*** TASK MATERIAL Section Begins ***
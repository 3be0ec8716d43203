//! Prices
//!
//! The storefront sells in whole Colombian pesos. Catalog rows keep their
//! prices as display text (`"5.000 COP"`, `"$5000"`), so this module owns the
//! conversion between that text and [`Price`] values, and back again for
//! display.

use rust_decimal::{Decimal, prelude::ToPrimitive};
use rusty_money::{
    Money,
    iso::{self, Currency},
};
use thiserror::Error;

/// A monetary amount in an ISO currency.
pub type Price = Money<'static, Currency>;

/// Errors that can occur while parsing a price from catalog text.
#[derive(Debug, Error, PartialEq)]
pub enum PriceError {
    /// The text contained no amount.
    #[error("price is empty")]
    Empty,

    /// The amount was negative.
    #[error("price cannot be negative: {0}")]
    Negative(String),

    /// The text was not a recognisable amount.
    #[error("invalid price format: {0}")]
    InvalidFormat(String),

    /// The amount does not fit in minor units.
    #[error("price out of range: {0}")]
    OutOfRange(String),
}

/// The currency every catalog price is expressed in.
pub fn store_currency() -> &'static Currency {
    iso::COP
}

/// Build a price from whole pesos.
pub fn pesos(amount: i64) -> Price {
    Money::from_minor(
        amount.saturating_mul(minor_per_major(store_currency())),
        store_currency(),
    )
}

/// Number of minor units in one major unit of `currency`.
pub(crate) fn minor_per_major(currency: &Currency) -> i64 {
    10_i64.pow(currency.exponent)
}

/// Parse a catalog price such as `"5.000 COP"`, `"$5000"` or `"5000"`.
///
/// Dots group thousands (`es-CO`); a comma introduces the fractional part.
///
/// # Errors
///
/// - [`PriceError::Empty`]: nothing but whitespace, symbol or currency code.
/// - [`PriceError::Negative`]: a leading minus sign.
/// - [`PriceError::InvalidFormat`]: stray characters or badly grouped digits.
/// - [`PriceError::OutOfRange`]: the amount overflows minor units.
pub fn parse_price(text: &str) -> Result<Price, PriceError> {
    let currency = store_currency();

    let trimmed = text.trim();
    let trimmed = trimmed
        .strip_suffix(currency.iso_alpha_code)
        .unwrap_or(trimmed)
        .trim();
    let trimmed = trimmed.strip_prefix('$').unwrap_or(trimmed).trim();

    if trimmed.is_empty() {
        return Err(PriceError::Empty);
    }

    if trimmed.starts_with('-') {
        return Err(PriceError::Negative(text.to_string()));
    }

    let (whole, fraction) = match trimmed.split_once(',') {
        Some((whole, fraction)) => (whole, Some(fraction)),
        None => (trimmed, None),
    };

    let digits = ungroup(whole).ok_or_else(|| PriceError::InvalidFormat(text.to_string()))?;

    let normalised = match fraction {
        Some(fraction) if !fraction.is_empty() && fraction.chars().all(|c| c.is_ascii_digit()) => {
            format!("{digits}.{fraction}")
        }
        Some(_) => return Err(PriceError::InvalidFormat(text.to_string())),
        None => digits,
    };

    let amount = normalised
        .parse::<Decimal>()
        .map_err(|_err| PriceError::InvalidFormat(text.to_string()))?;

    let minor_units = amount
        .checked_mul(Decimal::from(minor_per_major(currency)))
        .and_then(|value| value.round_dp(0).to_i64())
        .ok_or_else(|| PriceError::OutOfRange(text.to_string()))?;

    Ok(Money::from_minor(minor_units, currency))
}

/// Strip `es-CO` thousands separators, checking that every group after the
/// first has exactly three digits.
fn ungroup(whole: &str) -> Option<String> {
    let mut groups = whole.split('.');
    let first = groups.next()?;

    if first.is_empty() || !first.chars().all(|c| c.is_ascii_digit()) {
        return None;
    }

    let mut digits = first.to_string();

    for group in groups {
        if group.len() != 3 || !group.chars().all(|c| c.is_ascii_digit()) {
            return None;
        }

        digits.push_str(group);
    }

    Some(digits)
}

/// Format a price the way the storefront displays amounts, e.g. `$5.000`.
pub fn format_amount(price: &Price) -> String {
    let per_major = minor_per_major(price.currency());
    let minor = price.to_minor_units();

    let sign = if minor < 0 { "-" } else { "" };
    let minor = minor.unsigned_abs();
    let per_major = per_major.unsigned_abs();

    let whole = group_thousands(minor / per_major);
    let fraction = minor % per_major;

    if fraction == 0 {
        format!("{sign}${whole}")
    } else {
        let width = price.currency().exponent as usize;
        format!("{sign}${whole},{fraction:0width$}")
    }
}

/// Format a price with its currency code, e.g. `$5.000 COP`.
pub fn format_price(price: &Price) -> String {
    format!(
        "{} {}",
        format_amount(price),
        price.currency().iso_alpha_code
    )
}

fn group_thousands(value: u64) -> String {
    let digits = value.to_string();
    let mut grouped = String::with_capacity(digits.len() + digits.len() / 3);

    for (i, digit) in digits.chars().enumerate() {
        if i > 0 && (digits.len() - i) % 3 == 0 {
            grouped.push('.');
        }

        grouped.push(digit);
    }

    grouped
}

#[cfg(test)]
mod tests {
    use testresult::TestResult;

    use super::*;

    #[test]
    fn pesos_uses_store_currency() {
        let price = pesos(5_000);

        assert_eq!(price.currency(), iso::COP);
        assert_eq!(price.to_minor_units(), 5_000 * minor_per_major(iso::COP));
    }

    #[test]
    fn parses_plain_digits() -> TestResult {
        assert_eq!(parse_price("5000")?, pesos(5_000));

        Ok(())
    }

    #[test]
    fn parses_grouped_amount_with_symbol_and_code() -> TestResult {
        assert_eq!(parse_price("$5.000 COP")?, pesos(5_000));
        assert_eq!(parse_price("  1.250.000COP ")?, pesos(1_250_000));

        Ok(())
    }

    #[test]
    fn parses_fractional_pesos() -> TestResult {
        let price = parse_price("2.500,5")?;

        assert_eq!(
            price.to_minor_units(),
            2_500 * minor_per_major(iso::COP) + minor_per_major(iso::COP) / 2
        );

        Ok(())
    }

    #[test]
    fn rejects_empty_text() {
        assert_eq!(parse_price("   "), Err(PriceError::Empty));
        assert_eq!(parse_price("$ COP"), Err(PriceError::Empty));
    }

    #[test]
    fn rejects_negative_amounts() {
        assert_eq!(
            parse_price("-300"),
            Err(PriceError::Negative("-300".to_string()))
        );
    }

    #[test]
    fn rejects_badly_grouped_digits() {
        assert!(matches!(
            parse_price("5.00"),
            Err(PriceError::InvalidFormat(_))
        ));
        assert!(matches!(
            parse_price("cinco mil"),
            Err(PriceError::InvalidFormat(_))
        ));
        assert!(matches!(
            parse_price("5,"),
            Err(PriceError::InvalidFormat(_))
        ));
    }

    #[test]
    fn rejects_overflowing_amounts() {
        assert!(matches!(
            parse_price("99999999999999999999"),
            Err(PriceError::OutOfRange(_))
        ));
    }

    #[test]
    fn formats_with_thousands_separators() {
        assert_eq!(format_price(&pesos(1_234_567)), "$1.234.567 COP");
        assert_eq!(format_amount(&pesos(999)), "$999");
        assert_eq!(format_amount(&pesos(0)), "$0");
    }

    #[test]
    fn formats_fractions_and_negatives() -> TestResult {
        assert_eq!(format_amount(&parse_price("10,5")?), "$10,50");
        assert_eq!(format_amount(&pesos(-2_000)), "-$2.000");

        Ok(())
    }
}
//! Products

use std::{borrow::Borrow, fmt};

use serde::{Deserialize, Serialize};
use thiserror::Error;

use crate::{
    items::NewLineItem,
    prices::{Price, PriceError, parse_price},
};

/// Maximum length of a product name, in characters.
pub const MAX_NAME_LEN: usize = 100;

/// Maximum length of a product description, in characters.
pub const MAX_DESCRIPTION_LEN: usize = 500;

/// Maximum length of a product's price text, in characters.
pub const MAX_PRICE_LEN: usize = 50;

/// Errors raised when validating a new product.
#[derive(Debug, Error, PartialEq)]
pub enum ProductError {
    /// The name was blank.
    #[error("name is required")]
    NameRequired,

    /// The name exceeded [`MAX_NAME_LEN`].
    #[error("name must be at most {MAX_NAME_LEN} characters")]
    NameTooLong,

    /// The description was blank.
    #[error("description is required")]
    DescriptionRequired,

    /// The description exceeded [`MAX_DESCRIPTION_LEN`].
    #[error("description must be at most {MAX_DESCRIPTION_LEN} characters")]
    DescriptionTooLong,

    /// The price was blank.
    #[error("price is required")]
    PriceRequired,

    /// The price text exceeded [`MAX_PRICE_LEN`].
    #[error("price must be at most {MAX_PRICE_LEN} characters")]
    PriceTooLong,

    /// The price or original price text is not a valid amount.
    #[error("invalid price: {0}")]
    InvalidPrice(#[source] PriceError),

    /// The discount percentage was above 100.
    #[error("discount percentage must be between 0 and 100, got {0}")]
    DiscountOutOfRange(u8),
}

/// Product identifier, as issued by the catalog store.
#[derive(Debug, Clone, PartialEq, Eq, Hash, PartialOrd, Ord, Serialize, Deserialize)]
#[serde(transparent)]
pub struct ProductId(String);

impl ProductId {
    /// Wrap an identifier.
    pub fn new(id: impl Into<String>) -> Self {
        Self(id.into())
    }

    /// The identifier as a string slice.
    pub fn as_str(&self) -> &str {
        &self.0
    }

    /// Whether the identifier is blank.
    pub fn is_empty(&self) -> bool {
        self.0.trim().is_empty()
    }
}

impl From<&str> for ProductId {
    fn from(id: &str) -> Self {
        Self::new(id)
    }
}

impl From<String> for ProductId {
    fn from(id: String) -> Self {
        Self(id)
    }
}

impl Borrow<str> for ProductId {
    fn borrow(&self) -> &str {
        &self.0
    }
}

impl fmt::Display for ProductId {
    fn fmt(&self, f: &mut fmt::Formatter<'_>) -> fmt::Result {
        f.write_str(&self.0)
    }
}

/// Coarse product classification, used for grouping and styling only.
#[derive(Debug, Clone, Copy, PartialEq, Eq, Hash, Serialize, Deserialize)]
pub enum Category {
    /// Fresh fruit.
    #[serde(rename = "fruits")]
    Fruit,

    /// Vegetables.
    #[serde(rename = "vegetables")]
    Vegetable,

    /// Everything else the shop sells.
    #[serde(rename = "others")]
    Other,

    /// Discounted products.
    #[serde(rename = "offers")]
    Offer,
}

impl Category {
    /// All categories, in storefront menu order.
    pub const ALL: [Category; 4] = [
        Category::Fruit,
        Category::Vegetable,
        Category::Other,
        Category::Offer,
    ];

    /// Key used by the catalog store.
    pub fn as_str(self) -> &'static str {
        match self {
            Category::Fruit => "fruits",
            Category::Vegetable => "vegetables",
            Category::Other => "others",
            Category::Offer => "offers",
        }
    }

    /// Page title shown to shoppers.
    pub fn label(self) -> &'static str {
        match self {
            Category::Fruit => "Frutas Frescas",
            Category::Vegetable => "Verduras",
            Category::Other => "Otros Productos",
            Category::Offer => "Ofertas Especiales",
        }
    }
}

impl fmt::Display for Category {
    fn fmt(&self, f: &mut fmt::Formatter<'_>) -> fmt::Result {
        f.write_str(self.as_str())
    }
}

/// A catalog product, as listed on a category page.
#[derive(Debug, Clone, PartialEq, Serialize, Deserialize)]
pub struct Product {
    /// Product id
    pub id: ProductId,

    /// Display name
    pub name: String,

    /// Short description
    pub description: String,

    /// Price as display text
    pub price: String,

    /// Category the product is listed under
    pub category: Category,

    /// Pre-discount price as display text, for offers
    #[serde(default)]
    pub original_price: Option<String>,

    /// Advertised discount, in percent
    #[serde(default)]
    pub discount_percentage: Option<u8>,

    /// Insertion order within the store; higher is newer
    pub sequence: u64,
}

impl Product {
    /// Parse the listed price.
    ///
    /// # Errors
    ///
    /// Returns a [`PriceError`] if the price text is not a valid amount.
    pub fn unit_price(&self) -> Result<Price, PriceError> {
        parse_price(&self.price)
    }

    /// Parse the pre-discount price, if any.
    ///
    /// # Errors
    ///
    /// Returns a [`PriceError`] if the original price text is not a valid amount.
    pub fn original_unit_price(&self) -> Result<Option<Price>, PriceError> {
        self.original_price.as_deref().map(parse_price).transpose()
    }

    /// How much a shopper saves against the original price, when positive.
    ///
    /// # Errors
    ///
    /// Returns a [`PriceError`] if either price text is not a valid amount.
    pub fn savings(&self) -> Result<Option<Price>, PriceError> {
        let Some(original) = self.original_unit_price()? else {
            return Ok(None);
        };

        let price = self.unit_price()?;
        let saved = original.to_minor_units() - price.to_minor_units();

        Ok((saved > 0).then(|| Price::from_minor(saved, price.currency())))
    }

    /// Build the cart candidate for this product.
    ///
    /// # Errors
    ///
    /// Returns a [`PriceError`] if either price text is not a valid amount.
    pub fn to_line_item(&self) -> Result<NewLineItem, PriceError> {
        let item = NewLineItem::new(
            self.id.clone(),
            self.name.clone(),
            self.unit_price()?,
            self.category,
        );

        Ok(match self.original_unit_price()? {
            Some(original) => item.with_original_price(original),
            None => item,
        })
    }
}

/// Fields for a product about to be created.
#[derive(Debug, Clone, PartialEq, Deserialize)]
pub struct NewProduct {
    /// Display name
    pub name: String,

    /// Short description
    pub description: String,

    /// Price as display text
    pub price: String,

    /// Category to list the product under
    pub category: Category,

    /// Pre-discount price as display text
    #[serde(default)]
    pub original_price: Option<String>,

    /// Advertised discount, in percent
    #[serde(default)]
    pub discount_percentage: Option<u8>,
}

impl NewProduct {
    /// Create a new product with no discount information.
    pub fn new(
        name: impl Into<String>,
        description: impl Into<String>,
        price: impl Into<String>,
        category: Category,
    ) -> Self {
        Self {
            name: name.into(),
            description: description.into(),
            price: price.into(),
            category,
            original_price: None,
            discount_percentage: None,
        }
    }

    /// Attach offer details.
    #[must_use]
    pub fn with_discount(mut self, original_price: impl Into<String>, percentage: u8) -> Self {
        self.original_price = Some(original_price.into());
        self.discount_percentage = Some(percentage);
        self
    }

    /// Trim every text field, check the length limits and parse both prices.
    ///
    /// A blank `original_price` is treated as absent. Prices keep the text as
    /// written once it parses.
    ///
    /// # Errors
    ///
    /// Returns the first [`ProductError`] found, checking name, description,
    /// price, discount and original price in that order.
    pub fn validate(self) -> Result<Self, ProductError> {
        let name = required(
            &self.name,
            MAX_NAME_LEN,
            ProductError::NameRequired,
            ProductError::NameTooLong,
        )?;

        let description = required(
            &self.description,
            MAX_DESCRIPTION_LEN,
            ProductError::DescriptionRequired,
            ProductError::DescriptionTooLong,
        )?;

        let price = required(
            &self.price,
            MAX_PRICE_LEN,
            ProductError::PriceRequired,
            ProductError::PriceTooLong,
        )?;

        parse_price(&price).map_err(ProductError::InvalidPrice)?;

        if let Some(percentage) = self.discount_percentage.filter(|p| *p > 100) {
            return Err(ProductError::DiscountOutOfRange(percentage));
        }

        let original_price = self
            .original_price
            .map(|text| text.trim().to_string())
            .filter(|text| !text.is_empty());

        if let Some(original) = &original_price {
            parse_price(original).map_err(ProductError::InvalidPrice)?;
        }

        Ok(Self {
            name,
            description,
            price,
            category: self.category,
            original_price,
            discount_percentage: self.discount_percentage,
        })
    }
}

fn required(
    value: &str,
    max: usize,
    blank: ProductError,
    too_long: ProductError,
) -> Result<String, ProductError> {
    let trimmed = value.trim();

    if trimmed.is_empty() {
        Err(blank)
    } else if trimmed.chars().count() > max {
        Err(too_long)
    } else {
        Ok(trimmed.to_string())
    }
}
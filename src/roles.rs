//! Roles
//!
//! Identity and role assignments live in the hosted backend. Admin surfaces
//! (product management, the user table) gate on [`require_admin`]; the cart
//! never looks at roles.

use std::fmt;

use rustc_hash::FxHashMap;
use serde::{Deserialize, Serialize};
use smallvec::SmallVec;
use thiserror::Error;
use tracing::info;

/// Roles held by a single user.
pub type Roles = SmallVec<[Role; 2]>;

/// Errors raised when gating admin-only actions.
#[derive(Debug, Error, PartialEq)]
pub enum AccessError {
    /// Nobody is signed in.
    #[error("sign in required")]
    NotSignedIn,

    /// The signed-in user is not an admin.
    #[error("user {0} is not an admin")]
    NotAdmin(UserId),
}

/// Role a user can hold.
#[derive(Debug, Clone, Copy, PartialEq, Eq, Hash, Serialize, Deserialize)]
#[serde(rename_all = "lowercase")]
pub enum Role {
    /// May manage products and roles.
    Admin,

    /// Regular shopper.
    User,
}

/// User identifier, as issued by the auth provider.
#[derive(Debug, Clone, PartialEq, Eq, Hash, PartialOrd, Ord, Serialize, Deserialize)]
#[serde(transparent)]
pub struct UserId(String);

impl UserId {
    /// Wrap an identifier.
    pub fn new(id: impl Into<String>) -> Self {
        Self(id.into())
    }

    /// The identifier as a string slice.
    pub fn as_str(&self) -> &str {
        &self.0
    }
}

impl fmt::Display for UserId {
    fn fmt(&self, f: &mut fmt::Formatter<'_>) -> fmt::Result {
        f.write_str(&self.0)
    }
}

/// Identity and role store.
pub trait RoleStore {
    /// The signed-in user, if any.
    fn current_user(&self) -> Option<&UserId>;

    /// Roles held by a user.
    fn roles_of(&self, user: &UserId) -> Roles;

    /// Every user with at least one role, ordered by id.
    fn users(&self) -> Vec<(UserId, Roles)>;

    /// Grant a role. Returns `false` if the user already held it.
    fn grant(&mut self, user: &UserId, role: Role) -> bool;

    /// Revoke a role. Returns `false` if the user did not hold it.
    fn revoke(&mut self, user: &UserId, role: Role) -> bool;

    /// Roles held by the signed-in user; empty when signed out.
    fn current_user_roles(&self) -> Roles {
        self.current_user()
            .map(|user| self.roles_of(user))
            .unwrap_or_default()
    }
}

/// Check that the signed-in user is an admin.
///
/// # Errors
///
/// - [`AccessError::NotSignedIn`]: nobody is signed in.
/// - [`AccessError::NotAdmin`]: the signed-in user lacks [`Role::Admin`].
pub fn require_admin(store: &impl RoleStore) -> Result<(), AccessError> {
    let user = store.current_user().ok_or(AccessError::NotSignedIn)?;

    if store.roles_of(user).contains(&Role::Admin) {
        Ok(())
    } else {
        Err(AccessError::NotAdmin(user.clone()))
    }
}

/// Grant the admin role to `user` if they lack it, revoke it otherwise.
///
/// Returns whether `user` is an admin afterwards.
///
/// # Errors
///
/// Returns an [`AccessError`] if the signed-in user is not an admin.
pub fn toggle_admin(store: &mut impl RoleStore, user: &UserId) -> Result<bool, AccessError> {
    require_admin(store)?;

    let is_admin = if store.roles_of(user).contains(&Role::Admin) {
        store.revoke(user, Role::Admin);
        false
    } else {
        store.grant(user, Role::Admin);
        true
    };

    info!(%user, is_admin, "toggled admin role");

    Ok(is_admin)
}

/// Role store kept in memory.
#[derive(Debug, Default)]
pub struct InMemoryRoleStore {
    current_user: Option<UserId>,
    roles: FxHashMap<UserId, Roles>,
}

impl InMemoryRoleStore {
    /// Create an empty store with nobody signed in.
    pub fn new() -> Self {
        Self::default()
    }

    /// Sign a user in.
    pub fn sign_in(&mut self, user: UserId) {
        self.current_user = Some(user);
    }

    /// Sign the current user out.
    pub fn sign_out(&mut self) {
        self.current_user = None;
    }
}

impl RoleStore for InMemoryRoleStore {
    fn current_user(&self) -> Option<&UserId> {
        self.current_user.as_ref()
    }

    fn roles_of(&self, user: &UserId) -> Roles {
        self.roles.get(user).cloned().unwrap_or_default()
    }

    fn users(&self) -> Vec<(UserId, Roles)> {
        let mut users: Vec<(UserId, Roles)> = self
            .roles
            .iter()
            .filter(|(_, roles)| !roles.is_empty())
            .map(|(user, roles)| (user.clone(), roles.clone()))
            .collect();

        users.sort_by(|(a, _), (b, _)| a.cmp(b));

        users
    }

    fn grant(&mut self, user: &UserId, role: Role) -> bool {
        let roles = self.roles.entry(user.clone()).or_default();

        if roles.contains(&role) {
            return false;
        }

        roles.push(role);

        true
    }

    fn revoke(&mut self, user: &UserId, role: Role) -> bool {
        let Some(roles) = self.roles.get_mut(user) else {
            return false;
        };

        let before = roles.len();
        roles.retain(|held| *held != role);

        roles.len() != before
    }
}
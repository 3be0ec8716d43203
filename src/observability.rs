//! Logging subscriber initialisation.

use thiserror::Error;
use tracing_subscriber::{
    EnvFilter, Registry,
    layer::{Layer, SubscriberExt},
    util::SubscriberInitExt,
};

use crate::config::{LogFormat, LoggingConfig};

/// Errors raised while initialising logging.
#[derive(Debug, Error)]
pub enum ObservabilityError {
    /// Failed to initialise tracing subscriber.
    #[error("failed to initialise tracing subscriber: {0}")]
    TracingSubscriber(#[from] tracing_subscriber::util::TryInitError),
}

/// Install the global tracing subscriber.
///
/// `RUST_LOG` directives win over the configured level when set.
///
/// # Errors
///
/// Returns an error if a global subscriber is already installed.
pub fn init_subscriber(config: &LoggingConfig) -> Result<(), ObservabilityError> {
    match config.log_format {
        LogFormat::Compact => init_with_layer(
            config,
            tracing_subscriber::fmt::layer()
                .compact()
                .with_target(true)
                .with_file(true)
                .with_line_number(true),
        ),
        LogFormat::Json => init_with_layer(
            config,
            tracing_subscriber::fmt::layer()
                .json()
                .with_current_span(true)
                .with_span_list(true)
                .with_target(true),
        ),
    }
}

fn build_env_filter(config: &LoggingConfig) -> EnvFilter {
    EnvFilter::try_from_default_env().unwrap_or_else(|_| EnvFilter::new(&config.log_level))
}

fn init_with_layer<L>(config: &LoggingConfig, fmt_layer: L) -> Result<(), ObservabilityError>
where
    L: Layer<Registry> + Send + Sync + 'static,
{
    tracing_subscriber::registry()
        .with(fmt_layer)
        .with(build_env_filter(config))
        .try_init()?;

    Ok(())
}
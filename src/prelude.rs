//! Fruteria prelude.
//!
//! Convenience exports for common library consumers.

pub use crate::{
    cart::{Cart, CartError, CartObserver, CartSnapshot, SubscriptionKey},
    catalog::{CatalogError, InMemoryCatalog, ProductCatalog},
    checkout::{
        Checkout, CheckoutError, ClearPolicy, OrderLine, OrderSummary, PaymentProvider,
        PaymentRedirect,
    },
    fixtures::{Fixture, FixtureError},
    items::{LineItem, NewLineItem},
    prices::{Price, PriceError, format_price, parse_price, pesos, store_currency},
    products::{Category, NewProduct, Product, ProductError, ProductId},
    roles::{AccessError, InMemoryRoleStore, Role, RoleStore, UserId, require_admin, toggle_admin},
};
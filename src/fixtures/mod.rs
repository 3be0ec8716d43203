//! Fixtures
//!
//! YAML catalog fixtures for tests and the demo binary.

use std::{fs, path::PathBuf};

use thiserror::Error;

use crate::{
    catalog::{CatalogError, InMemoryCatalog, ProductCatalog},
    fixtures::catalog::CatalogFixture,
};

pub mod catalog;

/// Fixture Parsing Errors
#[derive(Debug, Error)]
pub enum FixtureError {
    /// IO error reading fixture files
    #[error("Failed to read fixture file: {0}")]
    Io(#[from] std::io::Error),

    /// YAML parsing error
    #[error("Failed to parse YAML: {0}")]
    Yaml(#[from] serde_norway::Error),

    /// The catalog rejected a product
    #[error("Failed to load product: {0}")]
    Catalog(#[from] CatalogError),
}

/// Fixture loader
#[derive(Debug)]
pub struct Fixture {
    /// Base path for fixture files
    base_path: PathBuf,
}

impl Default for Fixture {
    fn default() -> Self {
        Self::new()
    }
}

impl Fixture {
    /// Create a loader with the default base path
    pub fn new() -> Self {
        Self::with_base_path("./fixtures")
    }

    /// Create a loader with a custom base path
    pub fn with_base_path(base_path: impl Into<PathBuf>) -> Self {
        Self {
            base_path: base_path.into(),
        }
    }

    /// Load `catalog/<name>.yml` into a fresh in-memory catalog.
    ///
    /// Products are created in file order, so the last one listed is the
    /// newest.
    ///
    /// # Errors
    ///
    /// Returns an error if the file cannot be read or parsed, or if a product
    /// fails validation.
    pub fn load_catalog(&self, name: &str) -> Result<InMemoryCatalog, FixtureError> {
        let file_path = self.base_path.join("catalog").join(format!("{name}.yml"));
        let contents = fs::read_to_string(&file_path)?;

        parse_catalog(&contents)
    }
}

/// Parse catalog YAML into a fresh in-memory catalog.
///
/// # Errors
///
/// Returns an error if the YAML is malformed or if a product fails validation,
/// including prices that do not parse.
pub fn parse_catalog(contents: &str) -> Result<InMemoryCatalog, FixtureError> {
    let fixture: CatalogFixture = serde_norway::from_str(contents)?;
    let mut catalog = InMemoryCatalog::new();

    for product in fixture.products {
        catalog.create_product(product)?;
    }

    Ok(catalog)
}
//! Items

use std::num::NonZeroU32;

use rusty_money::Money;

use crate::{
    prices::Price,
    products::{Category, ProductId},
};

/// A product about to be added to the cart.
#[derive(Clone, Debug, PartialEq)]
pub struct NewLineItem {
    /// Product id; becomes the line item's key
    pub id: ProductId,

    /// Display name
    pub name: String,

    /// Price of a single unit
    pub unit_price: Price,

    /// Reference price shown struck through; never affects totals
    pub original_unit_price: Option<Price>,

    /// Product category
    pub category: Category,
}

impl NewLineItem {
    /// Creates a new candidate with no reference price.
    pub fn new(
        id: impl Into<ProductId>,
        name: impl Into<String>,
        unit_price: Price,
        category: Category,
    ) -> Self {
        Self {
            id: id.into(),
            name: name.into(),
            unit_price,
            original_unit_price: None,
            category,
        }
    }

    /// Sets the struck-through reference price.
    #[must_use]
    pub fn with_original_price(mut self, original_unit_price: Price) -> Self {
        self.original_unit_price = Some(original_unit_price);
        self
    }
}

/// One product-and-quantity pair held in the cart.
#[derive(Clone, Debug, PartialEq)]
pub struct LineItem {
    id: ProductId,
    name: String,
    unit_price: Price,
    original_unit_price: Option<Price>,
    category: Category,
    quantity: NonZeroU32,
}

impl LineItem {
    pub(crate) fn from_new(item: NewLineItem) -> Self {
        Self {
            id: item.id,
            name: item.name,
            unit_price: item.unit_price,
            original_unit_price: item.original_unit_price,
            category: item.category,
            quantity: NonZeroU32::MIN,
        }
    }

    /// Returns the product id
    pub fn id(&self) -> &ProductId {
        &self.id
    }

    /// Returns the display name
    pub fn name(&self) -> &str {
        &self.name
    }

    /// Returns the unit price
    pub fn unit_price(&self) -> &Price {
        &self.unit_price
    }

    /// Returns the struck-through reference price, if any
    pub fn original_unit_price(&self) -> Option<&Price> {
        self.original_unit_price.as_ref()
    }

    /// Returns the category
    pub fn category(&self) -> Category {
        self.category
    }

    /// Returns the quantity; always at least one
    pub fn quantity(&self) -> NonZeroU32 {
        self.quantity
    }

    /// Unit price multiplied by quantity.
    pub fn line_total(&self) -> Price {
        Money::from_minor(
            self.unit_price
                .to_minor_units()
                .saturating_mul(i64::from(self.quantity.get())),
            self.unit_price.currency(),
        )
    }

    pub(crate) fn increment(&mut self) {
        self.quantity = self.quantity.saturating_add(1);
    }

    pub(crate) fn set_quantity(&mut self, quantity: NonZeroU32) {
        self.quantity = quantity;
    }
}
*** TASK MATERIAL Section Ends ***
--- YOUR OBJECTIVE ---
There is a line with "impl Default for" and a line with "let contents = fs::read_to_string(&file_path)?;" above. Copy exactly those two lines and all lines between them, with nothing else.

--- RESPONSE BELOW ---
impl Default for Fixture {
    fn default() -> Self {
        Self::new()
    }
}

impl Fixture {
    /// Create a loader with the default base path
    pub fn new() -> Self {
        Self::with_base_path("./fixtures")
    }

    /// Create a loader with a custom base path
    pub fn with_base_path(base_path: impl Into<PathBuf>) -> Self {
        Self {
            base_path: base_path.into(),
        }
    }

    /// Load `catalog/<name>.yml` into a fresh in-memory catalog.
    ///
    /// Products are created in file order, so the last one listed is the
    /// newest.
    ///
    /// # Errors
    ///
    /// Returns an error if the file cannot be read or parsed, or if a product
    /// fails validation.
    pub fn load_catalog(&self, name: &str) -> Result<InMemoryCatalog, FixtureError> {
        let file_path = self.base_path.join("catalog").join(format!("{name}.yml"));
        let contents = fs::read_to_string(&file_path)?;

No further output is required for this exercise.